= Requirement =
The answer must be every line of the records below that contains the word "Settings".

= Exercise material =
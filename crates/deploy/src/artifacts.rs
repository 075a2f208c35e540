//! Compiled contract artifacts and library linking.
//!
//! Artifacts are the JSON files a Hardhat build writes under `artifacts/`:
//! one per contract, carrying creation bytecode with unresolved library
//! placeholders and the byte offsets of those placeholders.

use std::collections::{BTreeMap, HashMap};
use std::path::{Path, PathBuf};

use alloy_core::primitives::{Address, Bytes};
use anyhow::{Context, Result, bail};
use serde::Deserialize;

use crate::contracts::Contract;

/// Width of a linked library address, in bytes.
const ADDRESS_LEN: usize = 20;

/// A placeholder location inside creation bytecode, in bytes.
#[derive(Debug, Clone, Copy, PartialEq, Eq, Deserialize)]
pub struct LinkReference {
    pub start: usize,
    pub length: usize,
}

/// One compiled contract.
#[derive(Debug, Clone, PartialEq, Eq, Deserialize)]
#[serde(rename_all = "camelCase")]
pub struct ContractArtifact {
    pub contract_name: String,
    #[serde(default)]
    pub source_name: Option<String>,
    /// Hex creation code, possibly containing `__$...$__` placeholders.
    pub bytecode: String,
    /// Source file -> library name -> placeholder locations.
    #[serde(default)]
    pub link_references: BTreeMap<String, BTreeMap<String, Vec<LinkReference>>>,
}

impl ContractArtifact {
    /// Libraries this contract must be linked against.
    pub fn libraries(&self) -> impl Iterator<Item = &str> {
        self.link_references
            .values()
            .flat_map(|libraries| libraries.keys().map(String::as_str))
    }

    /// Creation code with every library placeholder replaced.
    ///
    /// `libraries` maps library names to deployed addresses. A referenced
    /// library missing from the map is an error, as is empty bytecode.
    pub fn link(&self, libraries: &HashMap<String, Address>) -> Result<Bytes> {
        let mut code = self
            .bytecode
            .strip_prefix("0x")
            .unwrap_or(&self.bytecode)
            .to_string();

        if code.is_empty() {
            bail!(
                "{} has no creation bytecode (interface or abstract contract)",
                self.contract_name
            );
        }
        if !code.is_ascii() {
            bail!("{} bytecode is not valid hex", self.contract_name);
        }

        for references in self.link_references.values() {
            for (library, locations) in references {
                let address = libraries.get(library).with_context(|| {
                    format!(
                        "{} must be linked against library {library}, which is not deployed",
                        self.contract_name
                    )
                })?;
                let address = hex::encode(address);

                for location in locations {
                    let span = location
                        .start
                        .checked_mul(2)
                        .and_then(|start| Some((start, start.checked_add(ADDRESS_LEN * 2)?)))
                        .filter(|&(_, end)| location.length == ADDRESS_LEN && end <= code.len());
                    let Some((start, end)) = span else {
                        bail!(
                            "{}: invalid link reference for {library} at byte {}",
                            self.contract_name,
                            location.start
                        );
                    };
                    code.replace_range(start..end, &address);
                }
            }
        }

        let bytes = hex::decode(&code).with_context(|| {
            format!("{} bytecode is not valid hex after linking", self.contract_name)
        })?;
        Ok(bytes.into())
    }
}

/// Artifacts of a build, indexed by contract name.
#[derive(Debug, Clone, Default)]
pub struct Artifacts {
    root: PathBuf,
    by_name: HashMap<String, Vec<PathBuf>>,
}

impl Artifacts {
    /// Index every artifact under `root`, recursively.
    ///
    /// Debug sidecars (`*.dbg.json`) and the `build-info` directory are skipped.
    pub fn open(root: &Path) -> Result<Self> {
        if !root.is_dir() {
            bail!("Artifacts directory not found: {}", root.display());
        }

        let mut artifacts = Self {
            root: root.to_path_buf(),
            by_name: HashMap::new(),
        };
        artifacts.index_dir(root)?;

        tracing::debug!(
            root = %root.display(),
            contracts = artifacts.by_name.len(),
            "Artifacts indexed"
        );
        Ok(artifacts)
    }

    fn index_dir(&mut self, dir: &Path) -> Result<()> {
        let entries = std::fs::read_dir(dir)
            .with_context(|| format!("Failed to read directory: {}", dir.display()))?;

        for entry in entries {
            let path = entry
                .with_context(|| format!("Failed to read entry in {}", dir.display()))?
                .path();

            if path.is_dir() {
                if path.file_name().is_some_and(|n| n == "build-info") {
                    continue;
                }
                self.index_dir(&path)?;
                continue;
            }

            let Some(file_name) = path.file_name().and_then(|n| n.to_str()) else {
                continue;
            };
            if file_name.ends_with(".dbg.json") {
                continue;
            }
            if let Some(name) = file_name.strip_suffix(".json") {
                self.by_name.entry(name.to_string()).or_default().push(path.clone());
            }
        }

        Ok(())
    }

    pub fn root(&self) -> &Path {
        &self.root
    }

    /// Load the artifact named `name`.
    ///
    /// Fails if no artifact or more than one artifact carries that name.
    pub fn load(&self, name: &str) -> Result<ContractArtifact> {
        let path = match self.by_name.get(name).map(Vec::as_slice) {
            None | Some([]) => bail!(
                "No artifact for contract {name} under {}",
                self.root.display()
            ),
            Some([path]) => path,
            Some(paths) => bail!(
                "Contract name {name} is ambiguous: {}",
                paths
                    .iter()
                    .map(|p| p.display().to_string())
                    .collect::<Vec<_>>()
                    .join(", ")
            ),
        };

        let content = std::fs::read_to_string(path)
            .with_context(|| format!("Failed to read artifact: {}", path.display()))?;
        let artifact: ContractArtifact = serde_json::from_str(&content)
            .with_context(|| format!("Failed to parse artifact: {}", path.display()))?;

        if artifact.contract_name != name {
            bail!(
                "Artifact {} declares contract {}, expected {name}",
                path.display(),
                artifact.contract_name
            );
        }
        Ok(artifact)
    }

    pub fn contract(&self, contract: Contract) -> Result<ContractArtifact> {
        self.load(contract.artifact_name())
    }
}

#[cfg(test)]
mod tests {
    use super::*;
    use serde_json::json;
    use tempdir::TempDir;

    fn write_artifact(dir: &Path, name: &str, artifact: serde_json::Value) {
        std::fs::create_dir_all(dir).expect("Failed to create artifact dir");
        std::fs::write(dir.join(format!("{name}.json")), artifact.to_string())
            .expect("Failed to write artifact");
    }

    /// 4 bytes of code, a 20-byte placeholder, then 2 more bytes.
    fn linked_artifact() -> serde_json::Value {
        let placeholder = format!("__${}$__", "a".repeat(34));
        json!({
            "contractName": "Vault",
            "sourceName": "contracts/core/Vault.sol",
            "bytecode": format!("0x60806040{placeholder}6000"),
            "linkReferences": {
                "contracts/libraries/MathLibrary.sol": {
                    "MathLibrary": [{ "start": 4, "length": 20 }]
                }
            }
        })
    }

    #[test]
    fn test_link_substitutes_library_address() {
        let artifact: ContractArtifact = serde_json::from_value(linked_artifact()).unwrap();
        assert_eq!(artifact.libraries().collect::<Vec<_>>(), vec!["MathLibrary"]);

        let library = Address::repeat_byte(0xab);
        let libraries = HashMap::from([("MathLibrary".to_string(), library)]);
        let code = artifact.link(&libraries).unwrap();

        assert_eq!(code.len(), 26);
        assert_eq!(&code[..4], &[0x60, 0x80, 0x60, 0x40]);
        assert_eq!(&code[4..24], library.as_slice());
        assert_eq!(&code[24..], &[0x60, 0x00]);
    }

    #[test]
    fn test_link_requires_every_library() {
        let artifact: ContractArtifact = serde_json::from_value(linked_artifact()).unwrap();
        let err = artifact.link(&HashMap::new()).unwrap_err();
        assert!(err.to_string().contains("MathLibrary"));
    }

    #[test]
    fn test_malformed_bytecode_is_an_error() {
        let mut artifact: ContractArtifact = serde_json::from_value(linked_artifact()).unwrap();
        let libraries = HashMap::from([("MathLibrary".to_string(), Address::repeat_byte(0xab))]);

        artifact.bytecode = format!("0x6\u{e9}{}", "0".repeat(60));
        let err = artifact.link(&libraries).unwrap_err();
        assert!(err.to_string().contains("not valid hex"));

        let mut artifact: ContractArtifact = serde_json::from_value(linked_artifact()).unwrap();
        for references in artifact.link_references.values_mut() {
            for locations in references.values_mut() {
                locations[0].start = usize::MAX;
            }
        }
        let err = artifact.link(&libraries).unwrap_err();
        assert!(err.to_string().contains("invalid link reference for MathLibrary"));
    }

    #[test]
    fn test_empty_bytecode_cannot_be_deployed() {
        let artifact: ContractArtifact = serde_json::from_value(json!({
            "contractName": "IStrategy",
            "bytecode": "0x",
        }))
        .unwrap();
        assert!(artifact.link(&HashMap::new()).is_err());
    }

    #[test]
    fn test_open_indexes_recursively() {
        let temp_dir = TempDir::new("oven-artifacts").expect("Failed to create temp dir");
        let root = temp_dir.path();

        write_artifact(&root.join("contracts/core/Vault.sol"), "Vault", linked_artifact());
        std::fs::write(root.join("contracts/core/Vault.sol/Vault.dbg.json"), "{}").unwrap();
        write_artifact(
            &root.join("build-info"),
            "Vault",
            json!({ "contractName": "Vault", "bytecode": "0x00" }),
        );

        let artifacts = Artifacts::open(root).unwrap();
        let vault = artifacts.contract(Contract::Vault).unwrap();
        assert_eq!(vault.contract_name, "Vault");
        assert!(artifacts.load("MathLibrary").is_err());
    }

    #[test]
    fn test_duplicate_names_are_ambiguous() {
        let temp_dir = TempDir::new("oven-artifacts").expect("Failed to create temp dir");
        let root = temp_dir.path();
        let artifact = json!({ "contractName": "Settings", "bytecode": "0x6080" });

        write_artifact(&root.join("a/Settings.sol"), "Settings", artifact.clone());
        write_artifact(&root.join("b/Settings.sol"), "Settings", artifact);

        let err = Artifacts::open(root).unwrap().load("Settings").unwrap_err();
        assert!(err.to_string().contains("ambiguous"));
    }

    #[test]
    fn test_missing_root() {
        let temp_dir = TempDir::new("oven-artifacts").expect("Failed to create temp dir");
        assert!(Artifacts::open(&temp_dir.path().join("nope")).is_err());
    }
}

= Solution to this task =
        let artifact = json!({ "contractName": "Settings", "bytecode": "0x6080" });
        write_artifact(&root.join("a/Settings.sol"), "Settings", artifact.clone());
        write_artifact(&root.join("b/Settings.sol"), "Settings", artifact);
        let err = Artifacts::open(root).unwrap().load("Settings").unwrap_err();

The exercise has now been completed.